*** Opening of DATA PROVIDED ***
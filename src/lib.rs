//! Snowdrift - procedurally generated ambient drone loops
//!
//! Draws a randomized but musically coherent parameter set, compiles it
//! into a declarative audio graph, renders the whole track offline, then
//! loops the rendered buffer through a minimal playback graph.

pub mod config;
pub mod engine;
pub mod error;
pub mod graph;
pub mod orchestrator;
pub mod params;
pub mod synth;

pub use config::{GenerationContext, Preset, SynthesisConfig};
pub use error::Error;
pub use orchestrator::Orchestrator;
*** Close of DATA PROVIDED ***
Copy the entries above exactly. Miss none of them.

filename src/lib.rs
//! Snowdrift - procedurally generated ambient drone loops
//!
//! Draws a randomized but musically coherent parameter set, compiles it
//! into a declarative audio graph, renders the whole track offline, then
//! loops the rendered buffer through a minimal playback graph.

pub mod config;
pub mod engine;
pub mod error;
pub mod graph;
pub mod orchestrator;
pub mod params;
pub mod synth;

pub use config::{GenerationContext, Preset, SynthesisConfig};
pub use error::Error;
pub use orchestrator::Orchestrator;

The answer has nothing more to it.